Saved data entries
---------------

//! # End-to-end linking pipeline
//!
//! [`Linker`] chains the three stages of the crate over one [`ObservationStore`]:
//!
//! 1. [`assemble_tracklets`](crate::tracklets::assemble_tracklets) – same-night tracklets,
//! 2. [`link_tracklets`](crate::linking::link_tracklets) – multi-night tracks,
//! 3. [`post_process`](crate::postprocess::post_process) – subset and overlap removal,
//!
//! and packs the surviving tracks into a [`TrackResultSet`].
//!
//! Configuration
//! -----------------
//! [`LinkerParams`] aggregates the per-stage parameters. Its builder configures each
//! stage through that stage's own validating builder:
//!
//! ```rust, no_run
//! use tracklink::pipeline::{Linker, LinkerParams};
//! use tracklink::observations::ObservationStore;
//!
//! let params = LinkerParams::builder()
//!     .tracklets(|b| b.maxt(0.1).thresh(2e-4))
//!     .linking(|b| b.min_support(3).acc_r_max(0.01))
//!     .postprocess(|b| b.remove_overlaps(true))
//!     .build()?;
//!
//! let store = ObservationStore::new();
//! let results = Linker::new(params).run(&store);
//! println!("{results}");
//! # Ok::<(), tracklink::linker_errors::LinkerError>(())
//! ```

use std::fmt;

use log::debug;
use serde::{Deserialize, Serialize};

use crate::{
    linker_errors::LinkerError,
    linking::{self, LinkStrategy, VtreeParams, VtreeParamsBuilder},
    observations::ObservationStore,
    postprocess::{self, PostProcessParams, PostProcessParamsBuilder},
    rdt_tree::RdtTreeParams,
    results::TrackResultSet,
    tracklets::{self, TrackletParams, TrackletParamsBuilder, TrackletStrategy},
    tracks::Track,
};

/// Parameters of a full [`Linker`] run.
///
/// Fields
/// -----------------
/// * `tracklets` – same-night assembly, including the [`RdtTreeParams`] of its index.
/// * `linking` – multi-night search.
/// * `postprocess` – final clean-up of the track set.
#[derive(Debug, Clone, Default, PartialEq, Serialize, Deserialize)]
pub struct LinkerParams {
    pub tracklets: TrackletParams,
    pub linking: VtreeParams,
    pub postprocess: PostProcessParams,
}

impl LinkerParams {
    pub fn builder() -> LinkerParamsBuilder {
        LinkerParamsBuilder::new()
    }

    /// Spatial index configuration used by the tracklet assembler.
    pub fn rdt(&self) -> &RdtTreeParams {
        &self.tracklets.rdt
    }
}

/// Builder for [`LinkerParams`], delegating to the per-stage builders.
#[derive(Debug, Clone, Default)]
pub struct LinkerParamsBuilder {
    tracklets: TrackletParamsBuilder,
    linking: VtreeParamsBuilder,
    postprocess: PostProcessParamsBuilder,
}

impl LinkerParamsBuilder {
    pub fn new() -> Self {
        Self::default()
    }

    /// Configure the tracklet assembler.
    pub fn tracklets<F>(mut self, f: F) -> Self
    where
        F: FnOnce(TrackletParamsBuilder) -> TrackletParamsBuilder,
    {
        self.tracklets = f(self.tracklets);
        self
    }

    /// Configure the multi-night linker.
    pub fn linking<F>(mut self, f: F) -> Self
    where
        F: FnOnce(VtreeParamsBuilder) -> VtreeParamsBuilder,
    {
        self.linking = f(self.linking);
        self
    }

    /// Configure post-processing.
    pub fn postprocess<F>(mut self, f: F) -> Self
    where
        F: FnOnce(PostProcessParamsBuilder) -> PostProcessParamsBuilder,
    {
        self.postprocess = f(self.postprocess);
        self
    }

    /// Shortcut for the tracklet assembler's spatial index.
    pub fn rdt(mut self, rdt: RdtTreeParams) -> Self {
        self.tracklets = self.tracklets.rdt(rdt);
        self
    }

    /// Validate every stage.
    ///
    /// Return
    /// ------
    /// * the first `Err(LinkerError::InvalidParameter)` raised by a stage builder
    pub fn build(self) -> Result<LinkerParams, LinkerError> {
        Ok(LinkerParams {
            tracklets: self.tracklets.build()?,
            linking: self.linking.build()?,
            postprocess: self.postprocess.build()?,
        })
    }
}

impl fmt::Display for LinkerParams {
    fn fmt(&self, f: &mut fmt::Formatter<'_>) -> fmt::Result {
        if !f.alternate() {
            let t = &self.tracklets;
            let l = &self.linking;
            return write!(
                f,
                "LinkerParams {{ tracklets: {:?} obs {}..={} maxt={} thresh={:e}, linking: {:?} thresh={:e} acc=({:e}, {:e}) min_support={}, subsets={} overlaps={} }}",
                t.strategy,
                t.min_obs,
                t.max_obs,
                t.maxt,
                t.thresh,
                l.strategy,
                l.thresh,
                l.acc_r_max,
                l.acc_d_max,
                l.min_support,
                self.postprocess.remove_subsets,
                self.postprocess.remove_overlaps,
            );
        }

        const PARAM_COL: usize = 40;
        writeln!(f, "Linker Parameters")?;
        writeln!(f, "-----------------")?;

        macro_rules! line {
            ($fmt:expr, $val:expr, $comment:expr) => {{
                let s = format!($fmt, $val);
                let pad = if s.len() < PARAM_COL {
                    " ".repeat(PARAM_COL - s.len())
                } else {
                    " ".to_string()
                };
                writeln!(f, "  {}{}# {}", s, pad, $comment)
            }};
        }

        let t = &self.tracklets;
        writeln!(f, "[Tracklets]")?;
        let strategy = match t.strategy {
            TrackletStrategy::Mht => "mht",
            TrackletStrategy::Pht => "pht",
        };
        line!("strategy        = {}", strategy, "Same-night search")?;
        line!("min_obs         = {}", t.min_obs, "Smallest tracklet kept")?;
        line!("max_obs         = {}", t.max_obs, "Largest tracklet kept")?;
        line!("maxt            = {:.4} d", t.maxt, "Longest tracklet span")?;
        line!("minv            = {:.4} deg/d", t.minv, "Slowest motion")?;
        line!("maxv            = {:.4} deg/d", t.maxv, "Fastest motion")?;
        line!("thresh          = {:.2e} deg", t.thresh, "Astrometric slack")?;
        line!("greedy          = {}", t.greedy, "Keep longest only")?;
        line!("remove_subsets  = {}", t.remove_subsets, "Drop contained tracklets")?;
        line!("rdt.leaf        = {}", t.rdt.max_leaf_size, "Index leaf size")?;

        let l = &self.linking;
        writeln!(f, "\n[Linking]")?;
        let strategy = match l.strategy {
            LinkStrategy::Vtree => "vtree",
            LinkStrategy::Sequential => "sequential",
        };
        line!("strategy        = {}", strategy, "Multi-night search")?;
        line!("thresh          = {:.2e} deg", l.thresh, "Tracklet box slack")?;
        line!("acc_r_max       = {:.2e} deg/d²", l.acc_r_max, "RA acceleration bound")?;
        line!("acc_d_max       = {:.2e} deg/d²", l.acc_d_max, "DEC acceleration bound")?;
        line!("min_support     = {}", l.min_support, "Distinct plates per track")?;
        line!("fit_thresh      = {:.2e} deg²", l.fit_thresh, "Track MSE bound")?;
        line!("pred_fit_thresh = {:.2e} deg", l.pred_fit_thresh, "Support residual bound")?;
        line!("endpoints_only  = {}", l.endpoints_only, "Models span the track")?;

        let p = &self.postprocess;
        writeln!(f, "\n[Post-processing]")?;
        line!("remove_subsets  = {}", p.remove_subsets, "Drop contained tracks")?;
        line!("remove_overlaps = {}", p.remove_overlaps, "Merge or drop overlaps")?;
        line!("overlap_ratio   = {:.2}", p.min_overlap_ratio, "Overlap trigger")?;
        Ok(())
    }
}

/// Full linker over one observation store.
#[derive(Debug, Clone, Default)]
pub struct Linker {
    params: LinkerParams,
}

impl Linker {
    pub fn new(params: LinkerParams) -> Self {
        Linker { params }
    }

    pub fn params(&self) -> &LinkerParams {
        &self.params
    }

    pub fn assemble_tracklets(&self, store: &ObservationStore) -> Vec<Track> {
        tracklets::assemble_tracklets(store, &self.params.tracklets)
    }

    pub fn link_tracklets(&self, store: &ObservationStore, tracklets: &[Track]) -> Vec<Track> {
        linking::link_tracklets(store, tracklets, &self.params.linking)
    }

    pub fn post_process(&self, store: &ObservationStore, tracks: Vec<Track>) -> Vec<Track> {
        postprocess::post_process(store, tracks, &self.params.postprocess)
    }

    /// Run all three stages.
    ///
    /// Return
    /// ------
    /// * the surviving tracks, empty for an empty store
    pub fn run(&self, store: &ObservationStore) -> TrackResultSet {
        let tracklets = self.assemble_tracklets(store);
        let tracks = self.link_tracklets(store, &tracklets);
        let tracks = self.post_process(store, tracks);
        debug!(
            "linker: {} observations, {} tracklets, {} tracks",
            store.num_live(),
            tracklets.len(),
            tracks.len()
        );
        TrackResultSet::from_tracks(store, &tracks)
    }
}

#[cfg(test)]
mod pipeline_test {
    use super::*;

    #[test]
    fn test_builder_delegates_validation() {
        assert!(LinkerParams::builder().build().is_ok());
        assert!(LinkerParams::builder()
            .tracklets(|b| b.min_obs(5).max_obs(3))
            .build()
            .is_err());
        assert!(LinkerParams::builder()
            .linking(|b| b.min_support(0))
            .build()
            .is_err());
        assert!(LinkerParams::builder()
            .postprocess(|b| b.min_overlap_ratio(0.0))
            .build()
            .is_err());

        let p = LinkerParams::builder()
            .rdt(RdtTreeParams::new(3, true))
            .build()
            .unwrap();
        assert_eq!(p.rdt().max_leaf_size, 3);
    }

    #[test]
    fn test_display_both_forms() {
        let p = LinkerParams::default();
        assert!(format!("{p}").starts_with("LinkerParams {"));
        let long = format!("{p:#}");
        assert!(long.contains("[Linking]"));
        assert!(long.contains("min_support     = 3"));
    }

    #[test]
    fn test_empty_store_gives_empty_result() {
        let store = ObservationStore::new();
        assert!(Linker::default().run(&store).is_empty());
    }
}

---------------

> _Task objective_:
Which of the lines above include the word "acceleration"? List those lines.

> _Solution to the exercise_:
        line!("acc_r_max       = {:.2e} deg/d²", l.acc_r_max, "RA acceleration bound")?;
        line!("acc_d_max       = {:.2e} deg/d²", l.acc_d_max, "DEC acceleration bound")?;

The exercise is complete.